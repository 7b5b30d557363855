use std::collections::BTreeMap;

use axum::{
    http::StatusCode,
    response::{IntoResponse, Response},
    Json,
};
use serde_json::json;
use thiserror::Error;

/// Field name => human readable message. `_form` holds errors that are not
/// tied to a single field.
pub type FieldErrors = BTreeMap<String, String>;

#[derive(Debug, Error)]
pub enum StoreError {
    #[error("db error: {0}")]
    Db(#[from] mongodb::error::Error),
}

#[derive(Debug, Error)]
pub enum FetchError {
    #[error("MORALIS_API_KEY is missing in .env")]
    MissingKey,

    #[error("request failed: {0}")]
    Http(#[from] reqwest::Error),

    #[error("price provider returned {status}: {body}")]
    Status { status: u16, body: String },

    #[error("invalid price data for {0}")]
    InvalidPrice(String),
}

#[derive(Debug, Error)]
pub enum NotifyError {
    #[error("invalid address {0}")]
    Address(String),

    #[error("template error: {0}")]
    Template(#[from] handlebars::RenderError),

    #[error("mail transport error: {0}")]
    Transport(String),
}

#[derive(Debug, Error)]
pub enum AppError {
    #[error("validation failed")]
    Validation(FieldErrors),

    #[error(transparent)]
    Store(#[from] StoreError),

    #[error("configuration error: {0}")]
    Config(String),

    #[error("io error: {0}")]
    Io(#[from] std::io::Error),
}

impl IntoResponse for AppError {
    fn into_response(self) -> Response {
        match self {
            AppError::Validation(errors) => (
                StatusCode::BAD_REQUEST,
                Json(json!({
                    "statusCode": 400,
                    "error": "Bad Request",
                    "message": errors,
                })),
            )
                .into_response(),
            other => {
                tracing::error!("request failed: {other}");
                (
                    StatusCode::INTERNAL_SERVER_ERROR,
                    Json(json!({
                        "statusCode": 500,
                        "error": "Internal Server Error",
                    })),
                )
                    .into_response()
            }
        }
    }
}
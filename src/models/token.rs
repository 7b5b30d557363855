#[derive(Debug, Clone, Copy, PartialEq, Eq)]
pub struct Token {
    pub name: &'static str,
    pub address: &'static str,
    // chain id as the pricing provider spells it
    pub chain: &'static str,
}

pub const TRACKED_TOKENS: &[Token] = &[
    Token {
        name: "Ethereum",
        address: "0xc02aaa39b223fe8d0a0e5c4f27ead9083c756cc2",
        chain: "eth",
    },
    Token {
        name: "Polygon",
        address: "0x7ceB23fD6bC0adD59E62ac25578270cFf1b9f619",
        chain: "polygon",
    },
];

/// Ticks and alerts are both keyed on this form of the chain name.
pub fn chain_key(name: &str) -> String {
    name.trim().to_lowercase()
}

pub fn tracked_chains() -> Vec<String> {
    TRACKED_TOKENS.iter().map(|t| chain_key(t.name)).collect()
}
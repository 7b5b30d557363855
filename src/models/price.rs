use chrono::{DateTime, Utc};
use mongodb::bson::{oid::ObjectId, serde_helpers::chrono_datetime_as_bson_datetime};
use serde::{Deserialize, Serialize};
use utoipa::ToSchema;

#[derive(Debug, Clone, Serialize, Deserialize)]
pub struct PriceTick {
    #[serde(rename = "_id")]
    pub id: ObjectId,

    pub chain: String,

    // USD, rounded to 8 decimals
    pub price: f64,

    #[serde(with = "chrono_datetime_as_bson_datetime")]
    pub timestamp: DateTime<Utc>,
}

impl PriceTick {
    pub fn new(chain: String, price: f64, timestamp: DateTime<Utc>) -> Self {
        Self {
            id: ObjectId::new(),
            chain,
            price: round8(price),
            timestamp,
        }
    }
}

fn round8(x: f64) -> f64 {
    (x * 1e8).round() / 1e8
}

/// JSON shape returned by the read API.
#[derive(Debug, Clone, Serialize, ToSchema)]
pub struct PriceTickView {
    #[schema(example = "670e3c5f8a1b2c3d4e5f6a7b")]
    pub id: String,
    #[schema(example = "ethereum")]
    pub chain: String,
    #[schema(example = 3000.12345678)]
    pub price: f64,
    pub timestamp: DateTime<Utc>,
}

impl From<PriceTick> for PriceTickView {
    fn from(t: PriceTick) -> Self {
        Self {
            id: t.id.to_hex(),
            chain: t.chain,
            price: t.price,
            timestamp: t.timestamp,
        }
    }
}

#[derive(Debug, Serialize, ToSchema)]
pub struct PricePage {
    pub data: Vec<PriceTickView>,
    pub total: u64,
}

/// Latest sample of one hour bucket. `timestamp` is the start of the hour.
#[derive(Debug, Clone, PartialEq, Serialize, ToSchema)]
pub struct HourlyPrice {
    pub timestamp: DateTime<Utc>,
    #[schema(example = 3000.12345678)]
    pub price: f64,
}
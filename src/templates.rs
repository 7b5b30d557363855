use handlebars::Handlebars;
use std::sync::Arc;

pub type Hbs = Arc<Handlebars<'static>>;

const THRESHOLD_ALERT: &str = include_str!("../templates/mail/threshold_alert.hbs");
const SPIKE_ALERT: &str = include_str!("../templates/mail/spike_alert.hbs");

pub fn build_handlebars() -> Result<Hbs, handlebars::TemplateError> {
    let mut hb = Handlebars::new();

    // mail bodies are plain text
    hb.register_escape_fn(handlebars::no_escape);
    hb.set_strict_mode(true);

    hb.register_template_string("mail/threshold_alert", THRESHOLD_ALERT)?;
    hb.register_template_string("mail/spike_alert", SPIKE_ALERT)?;

    Ok(Arc::new(hb))
}
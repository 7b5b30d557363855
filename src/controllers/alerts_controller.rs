use axum::{
    extract::{rejection::JsonRejection, State},
    http::StatusCode,
    Json,
};

use crate::{
    error::{AppError, FieldErrors},
    models::{AlertView, CreateAlertPayload},
    services::alerts_service,
    AppState,
};

#[utoipa::path(
    post,
    path = "/alerts",
    tag = "alerts",
    request_body = CreateAlertPayload,
    responses(
        (status = 201, description = "The alert has been created", body = AlertView),
        (status = 400, description = "Invalid input"),
    )
)]
pub async fn post_create_alert(
    State(state): State<AppState>,
    payload: Result<Json<CreateAlertPayload>, JsonRejection>,
) -> Result<(StatusCode, Json<AlertView>), AppError> {
    let Json(payload) = payload.map_err(|rejection| {
        let mut errs = FieldErrors::new();
        errs.insert("_form".into(), rejection.body_text());
        AppError::Validation(errs)
    })?;

    let new_alert = alerts_service::validate_alert(&payload).map_err(AppError::Validation)?;
    let alert = alerts_service::create_alert(&state, new_alert).await?;

    Ok((StatusCode::CREATED, Json(AlertView::from(alert))))
}
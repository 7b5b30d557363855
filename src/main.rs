use std::{net::SocketAddr, sync::Arc};

use mongodb::Client;
use tracing_subscriber::EnvFilter;

use price_tracker::{
    config,
    error::{AppError, StoreError},
    routes,
    services::{
        db_init, jobs, mailer,
        moralis::MoralisClient,
        mongo_store::{MongoAlertStore, MongoPriceStore},
    },
    templates, AppState,
};

#[tokio::main]
async fn main() -> Result<(), AppError> {
    tracing_subscriber::fmt()
        .with_env_filter(
            EnvFilter::try_from_default_env().unwrap_or_else(|_| EnvFilter::new("info")),
        )
        .init();

    let settings = config::load()?;

    // Mongo connection
    let client = Client::with_uri_str(&settings.mongodb_uri)
        .await
        .map_err(StoreError::from)?;
    let db = client.database(&settings.mongodb_db);

    if let Err(e) = db_init::ensure_indexes(&db).await {
        tracing::warn!("could not ensure indexes: {}", e);
    }

    let hbs = templates::build_handlebars().map_err(|e| AppError::Config(e.to_string()))?;
    let notifier = mailer::build_notifier(&settings.mail).map_err(|e| AppError::Config(e.to_string()))?;
    let source = MoralisClient::new(
        settings.moralis_api_key.clone(),
        settings.moralis_base_url.clone(),
    );

    let state = AppState {
        hbs,
        settings: settings.clone(),
        prices: Arc::new(MongoPriceStore::new(db.clone())),
        alerts: Arc::new(MongoAlertStore::new(db)),
        source: Arc::new(source),
        notifier,
    };

    jobs::spawn_jobs(state.clone());

    let ip = settings
        .host
        .parse::<std::net::IpAddr>()
        .map_err(|e| AppError::Config(format!("HOST: {e}")))?;
    let addr = SocketAddr::from((ip, settings.port));
    tracing::info!("listening on http://{}", addr);

    let listener = tokio::net::TcpListener::bind(addr).await?;
    axum::serve(listener, routes::app(state)).await?;

    Ok(())
}
use axum::{Router, routing::get};
use crate::{AppState, controllers::home_controller};

pub fn add_routes(router: Router<AppState>) -> Router<AppState> {
    router
        .route("/", get(home_controller::home))
        .route("/health/db", get(home_controller::health_db))
}
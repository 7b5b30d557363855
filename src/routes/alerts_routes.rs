use axum::{Router, routing::post};
use crate::{AppState, controllers::alerts_controller};

pub fn add_routes(router: Router<AppState>) -> Router<AppState> {
    router.route("/alerts", post(alerts_controller::post_create_alert))
}
#![allow(dead_code)]

use std::{
    collections::HashMap,
    sync::{
        atomic::{AtomicBool, Ordering},
        Arc, Mutex,
    },
};

use async_trait::async_trait;
use chrono::{DateTime, Utc};
use http_body_util::BodyExt;
use mongodb::bson::oid::ObjectId;
use price_tracker::{
    config::{MailSettings, Settings},
    error::{FetchError, NotifyError, StoreError},
    models::{Alert, PriceTick, Token},
    services::{
        mailer::{Mail, Notifier},
        moralis::PriceSource,
        store::{AlertStore, PriceStore},
    },
    templates, AppState,
};

#[derive(Default)]
pub struct MemoryPrices {
    pub ticks: Mutex<Vec<PriceTick>>,
    // (skip, take) of every page() call
    pub page_calls: Mutex<Vec<(u64, u64)>>,
    // reads for these chains fail
    pub failing_chains: Mutex<Vec<String>>,
    // every read fails
    pub down: AtomicBool,
}

pub fn store_down() -> StoreError {
    let io = std::io::Error::new(std::io::ErrorKind::ConnectionRefused, "store unavailable");
    StoreError::Db(mongodb::error::Error::from(io))
}

impl MemoryPrices {
    pub fn fail_chain(&self, chain: &str) {
        self.failing_chains.lock().unwrap().push(chain.to_string());
    }

    fn check(&self, chain: Option<&str>) -> Result<(), StoreError> {
        let chain_down = chain.is_some_and(|c| self.failing_chains.lock().unwrap().iter().any(|f| f == c));
        if self.down.load(Ordering::SeqCst) || chain_down {
            return Err(store_down());
        }
        Ok(())
    }

    fn sorted_desc(&self, keep: impl Fn(&PriceTick) -> bool) -> Vec<PriceTick> {
        let mut out: Vec<PriceTick> = self.ticks.lock().unwrap().iter().filter(|t| keep(*t)).cloned().collect();
        out.sort_by(|a, b| b.timestamp.cmp(&a.timestamp));
        out
    }
}

#[async_trait]
impl PriceStore for MemoryPrices {
    async fn insert(&self, tick: &PriceTick) -> Result<(), StoreError> {
        self.ticks.lock().unwrap().push(tick.clone());
        Ok(())
    }

    async fn latest(&self, chain: &str) -> Result<Option<PriceTick>, StoreError> {
        self.check(Some(chain))?;
        Ok(self.sorted_desc(|t| t.chain == chain).into_iter().next())
    }

    async fn latest_at_or_before(
        &self,
        chain: &str,
        at: DateTime<Utc>,
    ) -> Result<Option<PriceTick>, StoreError> {
        self.check(Some(chain))?;
        Ok(self
            .sorted_desc(|t| t.chain == chain && t.timestamp <= at)
            .into_iter()
            .next())
    }

    async fn page(&self, skip: u64, take: u64) -> Result<(Vec<PriceTick>, u64), StoreError> {
        self.page_calls.lock().unwrap().push((skip, take));
        self.check(None)?;
        let all = self.sorted_desc(|_| true);
        let total = all.len() as u64;
        let data = all.into_iter().skip(skip as usize).take(take as usize).collect();
        Ok((data, total))
    }

    async fn since(&self, chain: &str, from: DateTime<Utc>) -> Result<Vec<PriceTick>, StoreError> {
        self.check(Some(chain))?;
        Ok(self.sorted_desc(|t| t.chain == chain && t.timestamp >= from))
    }

    async fn ping(&self) -> Result<(), StoreError> {
        self.check(None)
    }
}

#[derive(Default)]
pub struct MemoryAlerts {
    pub alerts: Mutex<Vec<Alert>>,
}

impl MemoryAlerts {
    pub fn get(&self, id: ObjectId) -> Option<Alert> {
        self.alerts.lock().unwrap().iter().find(|a| a.id == id).cloned()
    }
}

#[async_trait]
impl AlertStore for MemoryAlerts {
    async fn insert(&self, alert: &Alert) -> Result<(), StoreError> {
        self.alerts.lock().unwrap().push(alert.clone());
        Ok(())
    }

    async fn pending_at_or_above(&self, chain: &str, price: f64) -> Result<Vec<Alert>, StoreError> {
        Ok(self
            .alerts
            .lock()
            .unwrap()
            .iter()
            .filter(|a| a.chain == chain && !a.triggered && a.target_price >= price)
            .cloned()
            .collect())
    }

    async fn mark_triggered(&self, id: ObjectId) -> Result<bool, StoreError> {
        let mut alerts = self.alerts.lock().unwrap();
        match alerts.iter_mut().find(|a| a.id == id && !a.triggered) {
            Some(a) => {
                a.triggered = true;
                Ok(true)
            }
            None => Ok(false),
        }
    }
}

/// Quotes keyed by token display name; missing names fail like a bad response.
#[derive(Default)]
pub struct FixedQuotes {
    pub quotes: HashMap<&'static str, f64>,
}

#[async_trait]
impl PriceSource for FixedQuotes {
    async fn usd_price(&self, token: &Token) -> Result<f64, FetchError> {
        self.quotes
            .get(token.name)
            .copied()
            .ok_or_else(|| FetchError::InvalidPrice(token.name.to_string()))
    }
}

#[derive(Default)]
pub struct RecordingNotifier {
    pub sent: Mutex<Vec<(String, Mail)>>,
    pub fail: bool,
}

impl RecordingNotifier {
    pub fn failing() -> Self {
        Self {
            fail: true,
            ..Default::default()
        }
    }

    pub fn count(&self) -> usize {
        self.sent.lock().unwrap().len()
    }
}

#[async_trait]
impl Notifier for RecordingNotifier {
    async fn send(&self, to: &str, mail: &Mail) -> Result<(), NotifyError> {
        // attempts are recorded even when delivery "fails"
        self.sent.lock().unwrap().push((to.to_string(), mail.clone()));
        if self.fail {
            return Err(NotifyError::Transport("connection refused".into()));
        }
        Ok(())
    }
}

pub struct TestApp {
    pub state: AppState,
    pub prices: Arc<MemoryPrices>,
    pub alerts: Arc<MemoryAlerts>,
    pub notifier: Arc<RecordingNotifier>,
}

pub fn test_settings() -> Settings {
    Settings {
        mongodb_uri: "mongodb://localhost:27017".into(),
        mongodb_db: "price_tracker_test".into(),
        host: "127.0.0.1".into(),
        port: 3000,
        moralis_api_key: String::new(),
        moralis_base_url: "http://127.0.0.1:1".into(),
        mail: MailSettings {
            host: None,
            port: 587,
            user: String::new(),
            pass: String::new(),
            from: "No Reply <no-reply@example.com>".into(),
        },
        recipient_email: "ops@example.com".into(),
        price_increase_threshold: 3.0,
        job_interval_secs: 300,
    }
}

pub fn build(settings: Settings, quotes: FixedQuotes, notifier: RecordingNotifier) -> TestApp {
    let prices = Arc::new(MemoryPrices::default());
    let alerts = Arc::new(MemoryAlerts::default());
    let notifier = Arc::new(notifier);

    let state = AppState {
        hbs: templates::build_handlebars().expect("templates"),
        settings,
        prices: prices.clone(),
        alerts: alerts.clone(),
        source: Arc::new(quotes),
        notifier: notifier.clone(),
    };

    TestApp {
        state,
        prices,
        alerts,
        notifier,
    }
}

pub fn test_app() -> TestApp {
    build(test_settings(), FixedQuotes::default(), RecordingNotifier::default())
}

pub fn tick(chain: &str, price: f64, at: DateTime<Utc>) -> PriceTick {
    PriceTick::new(chain.to_string(), price, at)
}

pub fn alert(chain: &str, target_price: f64, email: &str) -> Alert {
    Alert {
        id: ObjectId::new(),
        chain: chain.to_string(),
        target_price,
        email: email.to_string(),
        created_at: Utc::now(),
        triggered: false,
    }
}

pub async fn response_body_string(res: axum::response::Response) -> String {
    let bytes = res.into_body().collect().await.unwrap().to_bytes();
    String::from_utf8_lossy(&bytes).to_string()
}

pub async fn response_json(res: axum::response::Response) -> serde_json::Value {
    serde_json::from_str(&response_body_string(res).await).expect("json body")
}
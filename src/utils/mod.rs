// Copyright (c) 2025 Kirky.X
//
// Licensed under the MIT License
// See LICENSE file in the project root for full license information.

pub mod errors;
pub mod telemetry;
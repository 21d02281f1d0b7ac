// Copyright 2025 Kirky.X
//
// Licensed under the Apache License, Version 2.0 (the "License");
// you may not use this file except in compliance with the License.
// You may obtain a copy of the License at
//
//     http://www.apache.org/licenses/LICENSE-2.0
//
// Unless required by applicable law or agreed to in writing, software
// distributed under the License is distributed on an "AS IS" BASIS,
// WITHOUT WARRANTIES OR CONDITIONS OF ANY KIND, either express or implied.
// See the License for the specific language governing permissions and
// limitations under the License.

use super::helpers::{create_test_app, ProviderScript};
use axum::{
    body::Body,
    http::{Request, StatusCode},
};
use tower::util::ServiceExt;

/// 健康检查测试
///
/// 验证健康检查端点是否正常工作
#[tokio::test]
async fn health_check_works() {
    let app = create_test_app(ProviderScript::Hang);

    let response = app
        .router
        .oneshot(
            Request::builder()
                .uri("/health")
                .body(Body::empty())
                .unwrap(),
        )
        .await
        .unwrap();

    assert_eq!(response.status(), StatusCode::OK);
    let bytes = axum::body::to_bytes(response.into_body(), usize::MAX)
        .await
        .unwrap();
    assert_eq!(&bytes[..], b"OK");
}

#[tokio::test]
async fn version_reports_package_version() {
    let app = create_test_app(ProviderScript::Hang);

    let response = app.server.get("/v0/version").await;

    assert_eq!(response.status_code(), StatusCode::OK);
    assert_eq!(response.text(), env!("CARGO_PKG_VERSION"));
}

/// 未安装指标记录器时返回503
#[tokio::test]
async fn metrics_unavailable_without_recorder() {
    let app = create_test_app(ProviderScript::Hang);

    let response = app.server.get("/metrics").await;

    assert_eq!(response.status_code(), StatusCode::SERVICE_UNAVAILABLE);
}
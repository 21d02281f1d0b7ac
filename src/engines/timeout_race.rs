// Copyright 2025 Kirky.X
//
// Licensed under the Apache License, Version 2.0 (the "License");
// you may not use this file except in compliance with the License.
// You may obtain a copy of the License at
//
//     http://www.apache.org/licenses/LICENSE-2.0
//
// Unless required by applicable law or agreed to in writing, software
// distributed under the License is distributed on an "AS IS" BASIS,
// WITHOUT WARRANTIES OR CONDITIONS OF ANY KIND, either express or implied.
// See the License for the specific language governing permissions and
// limitations under the License.

use std::sync::Arc;
use std::time::{Duration, Instant};
use tokio::task::JoinError;
use tracing::{debug, warn};

use crate::domain::models::crawl::Document;
use crate::engines::traits::{DocumentProvider, EngineError, ProviderOptions};

/// 超时竞争结果
#[derive(Debug)]
pub enum RaceOutcome {
    /// 截止时间前抓取成功
    Success(Vec<Document>),
    /// 截止时间先到
    TimedOut,
    /// 截止时间前抓取失败
    Failed(EngineError),
}

/// 超时竞争执行器
///
/// 同时启动抓取任务和截止计时器，以先完成者为准。
pub struct TimeoutRaceExecutor {
    /// 超时后是否中止仍在运行的抓取任务（否则任其在后台结束，结果丢弃）
    abort_on_timeout: bool,
}

impl TimeoutRaceExecutor {
    pub fn new(abort_on_timeout: bool) -> Self {
        Self { abort_on_timeout }
    }

    /// 在截止时间内执行一次抓取
    ///
    /// # 参数
    ///
    /// * `provider` - 文档提供者
    /// * `options` - 提供者配置
    /// * `deadline_ms` - 截止时间（毫秒），不大于 0 时直接超时且不启动抓取
    ///
    /// # 返回值
    ///
    /// 先完成一方决定的结果
    pub async fn execute(
        &self,
        provider: Arc<dyn DocumentProvider>,
        options: ProviderOptions,
        deadline_ms: i64,
    ) -> RaceOutcome {
        if deadline_ms <= 0 {
            debug!("Deadline {}ms already expired, skipping fetch", deadline_ms);
            return RaceOutcome::TimedOut;
        }

        let deadline = Duration::from_millis(deadline_ms as u64);
        let provider_name = provider.name();
        let start = Instant::now();

        // The task owns everything it touches, so losing the race only drops the handle.
        let mut fetch = tokio::spawn(async move { provider.fetch_documents(&options).await });
        let timer = tokio::time::sleep(deadline);
        tokio::pin!(timer);

        let outcome = tokio::select! {
            joined = &mut fetch => settle(joined),
            _ = &mut timer => {
                if self.abort_on_timeout {
                    fetch.abort();
                }
                warn!(
                    "Provider {} exceeded deadline of {:?}, abandoning fetch",
                    provider_name, deadline
                );
                RaceOutcome::TimedOut
            }
        };

        metrics::histogram!("crawl_sync_fetch_seconds").record(start.elapsed().as_secs_f64());
        outcome
    }
}

fn settle(joined: Result<Result<Vec<Document>, EngineError>, JoinError>) -> RaceOutcome {
    match joined {
        Ok(Ok(documents)) => RaceOutcome::Success(documents),
        Ok(Err(e)) => RaceOutcome::Failed(e),
        Err(e) if e.is_panic() => RaceOutcome::Failed(EngineError::Aborted(panic_message(e))),
        Err(e) => RaceOutcome::Failed(EngineError::Aborted(e.to_string())),
    }
}

fn panic_message(err: JoinError) -> String {
    let payload = err.into_panic();
    if let Some(s) = payload.downcast_ref::<&str>() {
        s.to_string()
    } else if let Some(s) = payload.downcast_ref::<String>() {
        s.clone()
    } else {
        "fetch task panicked".to_string()
    }
}
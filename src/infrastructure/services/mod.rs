// Copyright (c) 2025 Kirky.X
//
// Licensed under the MIT License
// See LICENSE file in the project root for full license information.

pub mod api_key_auth_service;
pub mod credits_service_impl;
pub mod domain_blocklist;
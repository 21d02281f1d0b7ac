// Copyright (c) 2025 Kirky.X
//
// Licensed under the MIT License
// See LICENSE file in the project root for full license information.

/// 爬取请求数据传输对象
pub mod crawl_request;
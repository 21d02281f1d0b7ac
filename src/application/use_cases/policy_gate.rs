// Copyright 2025 Kirky.X
//
// Licensed under the Apache License, Version 2.0 (the "License");
// you may not use this file except in compliance with the License.
// You may obtain a copy of the License at
//
//     http://www.apache.org/licenses/LICENSE-2.0
//
// Unless required by applicable law or agreed to in writing, software
// distributed under the License is distributed on an "AS IS" BASIS,
// WITHOUT WARRANTIES OR CONDITIONS OF ANY KIND, either express or implied.
// See the License for the specific language governing permissions and
// limitations under the License.

use std::sync::Arc;
use tracing::{debug, warn};
use uuid::Uuid;

use crate::application::dto::crawl_request::CrawlRequestDto;
use crate::domain::models::auth::{Credentials, RateLimiterMode};
use crate::domain::models::crawl::CrawlRequest;
use crate::domain::services::{
    auth_service::AuthService, blocklist_service::UrlBlocklist, credits_service::CreditsService,
};
use crate::utils::errors::CollaboratorError;

/// 单次爬取请求消耗的额度
pub const CRAWL_CREDIT_COST: i64 = 1;

pub const PAYMENT_REQUIRED_MESSAGE: &str = "Insufficient credits";

pub const BLOCKED_URL_MESSAGE: &str =
    "Social media scraping is currently not supported due to policy restrictions.";

/// 准入拒绝
#[derive(Debug, Clone, PartialEq, Eq)]
pub struct Rejection {
    /// HTTP状态码
    pub status: u16,
    /// 拒绝原因
    pub reason: String,
}

impl Rejection {
    pub fn new(status: u16, reason: impl Into<String>) -> Self {
        Self {
            status,
            reason: reason.into(),
        }
    }
}

/// 准入通过的请求
#[derive(Debug, Clone, PartialEq)]
pub struct Admission {
    /// 认证得到的团队ID
    pub team_id: Uuid,
    /// 校验后的请求
    pub request: CrawlRequest,
}

/// 准入结论
#[derive(Debug, Clone, PartialEq)]
pub enum GateDecision {
    Admitted(Admission),
    Rejected(Rejection),
}

/// 准入策略门
///
/// 依次执行认证、额度检查、参数校验、黑名单检查，任一步拒绝即返回。
/// 不保存任何跨请求状态。
pub struct PolicyGate {
    auth: Arc<dyn AuthService>,
    credits: Arc<dyn CreditsService>,
    blocklist: Arc<dyn UrlBlocklist>,
}

impl PolicyGate {
    pub fn new(
        auth: Arc<dyn AuthService>,
        credits: Arc<dyn CreditsService>,
        blocklist: Arc<dyn UrlBlocklist>,
    ) -> Self {
        Self {
            auth,
            credits,
            blocklist,
        }
    }

    /// 对请求执行准入检查
    ///
    /// # 参数
    ///
    /// * `credentials` - 请求凭据
    /// * `body` - 原始请求体（JSON），在额度检查之后才解析
    ///
    /// # 返回值
    ///
    /// * `Ok(GateDecision)` - 准入或拒绝
    /// * `Err(CollaboratorError)` - 协作服务故障
    pub async fn admit(
        &self,
        credentials: &Credentials,
        body: &[u8],
    ) -> Result<GateDecision, CollaboratorError> {
        // 1. 认证与限流
        let auth = self
            .auth
            .authenticate(credentials, RateLimiterMode::Crawl)
            .await?;
        let team_id = match (auth.is_authorized, auth.team_id) {
            (true, Some(team_id)) => team_id,
            (true, None) => {
                return Err(CollaboratorError::Auth(
                    "authorized context without a team id".to_string(),
                ))
            }
            (false, _) => {
                let status = auth.rejection_status.unwrap_or(401);
                let reason = auth
                    .rejection_reason
                    .unwrap_or_else(|| "Unauthorized".to_string());
                warn!("Authentication rejected with {}: {}", status, reason);
                return Ok(GateDecision::Rejected(Rejection::new(status, reason)));
            }
        };

        // 2. 额度
        let credits = self
            .credits
            .check_credits(team_id, CRAWL_CREDIT_COST)
            .await?;
        if !credits.sufficient {
            warn!(
                "Team {} failed credit check: {}",
                team_id,
                credits.message.as_deref().unwrap_or("no details")
            );
            return Ok(GateDecision::Rejected(Rejection::new(
                402,
                PAYMENT_REQUIRED_MESSAGE,
            )));
        }

        // 3. 参数校验
        let request = match CrawlRequestDto::from_body(body).and_then(|dto| dto.to_request()) {
            Ok(request) => request,
            Err(reason) => {
                debug!("Rejecting malformed crawl request: {}", reason);
                return Ok(GateDecision::Rejected(Rejection::new(400, reason)));
            }
        };

        // 4. 黑名单
        if self.blocklist.is_blocked(&request.url) {
            warn!("Team {} requested blocked url {}", team_id, request.url);
            return Ok(GateDecision::Rejected(Rejection::new(
                403,
                BLOCKED_URL_MESSAGE,
            )));
        }

        Ok(GateDecision::Admitted(Admission { team_id, request }))
    }
}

= = = =

**WHAT TO DO**
When you reach the line that contains "price data for", stop; that line and every line before it, from the very first line of the data, should be restated word for word.

**OUTPUT OF THE TASK**
repository 7b5b30d557363855
use std::collections::BTreeMap;

use axum::{
    http::StatusCode,
    response::{IntoResponse, Response},
    Json,
};
use serde_json::json;
use thiserror::Error;

/// Field name => human readable message. `_form` holds errors that are not
/// tied to a single field.
pub type FieldErrors = BTreeMap<String, String>;

#[derive(Debug, Error)]
pub enum StoreError {
    #[error("db error: {0}")]
    Db(#[from] mongodb::error::Error),
}

#[derive(Debug, Error)]
pub enum FetchError {
    #[error("MORALIS_API_KEY is missing in .env")]
    MissingKey,

    #[error("request failed: {0}")]
    Http(#[from] reqwest::Error),

    #[error("price provider returned {status}: {body}")]
    Status { status: u16, body: String },

    #[error("invalid price data for {0}")]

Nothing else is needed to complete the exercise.